The game of dots is played by rolling a fair dice and receiving $1 for each dot showing on the top face of the die. What cost should be set for each roll if the game is to be considered a fair game?

How about the mean for the six values?

To determine the fair cost for each roll in the game of dots, we need to consider the expected value. The expected value represents the average amount of money that a player can expect to win or lose in one game. In a fair game, the expected value should be zero.

In this case, a fair die is rolled, and the player receives $1 for each dot showing on the top face of the die.
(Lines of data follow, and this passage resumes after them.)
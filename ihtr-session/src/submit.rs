//! Bounded-latency submission of control requests.

use std::{
    sync::{Arc, mpsc},
    thread,
    time::Duration,
};

use ihtr_protocol::RequestEnvelope;

use crate::{buffer::RawTraceBuffer, channel::TraceChannel};

pub(crate) enum SubmitError<E> {
    /// The device processed the request and reported failure.
    Rejected(E),
    /// No reply within the bound; the channel is gone.
    TimedOut(Duration),
    /// The channel was lost by an earlier timeout (or a courier panic).
    ChannelLost,
}

/// Runs each channel submission on a courier thread and waits for it with
/// a deadline.
///
/// On success the channel comes back for the next request. On timeout the
/// courier keeps the channel and the buffer keep-alives forever — the
/// device call may still be executing, so neither the fd nor the buffers
/// may be reused. The submitter is poisoned from then on and every later
/// submit reports [`SubmitError::ChannelLost`].
pub(crate) struct BoundedSubmitter<C> {
    channel: Option<C>,
    timeout: Duration,
}

impl<C: TraceChannel + Send + 'static> BoundedSubmitter<C> {
    pub(crate) fn new(channel: C, timeout: Duration) -> Self {
        Self {
            channel: Some(channel),
            timeout,
        }
    }

    pub(crate) fn submit(
        &mut self,
        request: RequestEnvelope,
        keepalive: Vec<Arc<RawTraceBuffer>>,
    ) -> Result<(), SubmitError<C::Error>> {
        let Some(mut channel) = self.channel.take() else {
            return Err(SubmitError::ChannelLost);
        };
        let (reply_tx, reply_rx) = mpsc::channel();
        let spawned = thread::Builder::new()
            .name("ihtr-control".into())
            .spawn(move || {
                let result = channel.submit(&request);
                // The buffers must outlive the device call; dropping the
                // keep-alives before this point would let a slow dump
                // write into freed memory.
                drop(keepalive);
                // The receiver may have given up; nothing to do then.
                let _ = reply_tx.send((channel, result));
            });
        if let Err(err) = spawned {
            log::error!("failed to spawn control courier: {err}");
            return Err(SubmitError::ChannelLost);
        }

        match reply_rx.recv_timeout(self.timeout) {
            Ok((channel, result)) => {
                self.channel = Some(channel);
                result.map_err(SubmitError::Rejected)
            }
            Err(mpsc::RecvTimeoutError::Timeout) => {
                log::warn!(
                    "control request {} timed out after {:?}; session poisoned",
                    request.command_code(),
                    self.timeout
                );
                Err(SubmitError::TimedOut(self.timeout))
            }
            Err(mpsc::RecvTimeoutError::Disconnected) => Err(SubmitError::ChannelLost),
        }
    }
}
Since a fair die has six sides numbered from 1 to 6, the possible outcomes are 1, 2, 3, 4, 5, and 6 dots.

To calculate the expected value, we need to find the average earnings for each possible outcome and then sum them up.

The probability of rolling each outcome is 1/6 because there are six equally likely outcomes on a fair die.

So, the expected value (E) can be calculated as:

E = (1/6) * 1 dot + (1/6) * 2 dots + (1/6) * 3 dots + (1/6) * 4 dots + (1/6) * 5 dots + (1/6) * 6 dots

Simplifying the equation:

E = (1/6) * (1 + 2 + 3 + 4 + 5 + 6)
= (1/6) * 21
= 3.5

The expected value of rolling the die is $3.5.

For the game to be fair, the cost of each roll should be set at $3.50, as this will result in an expected value of zero.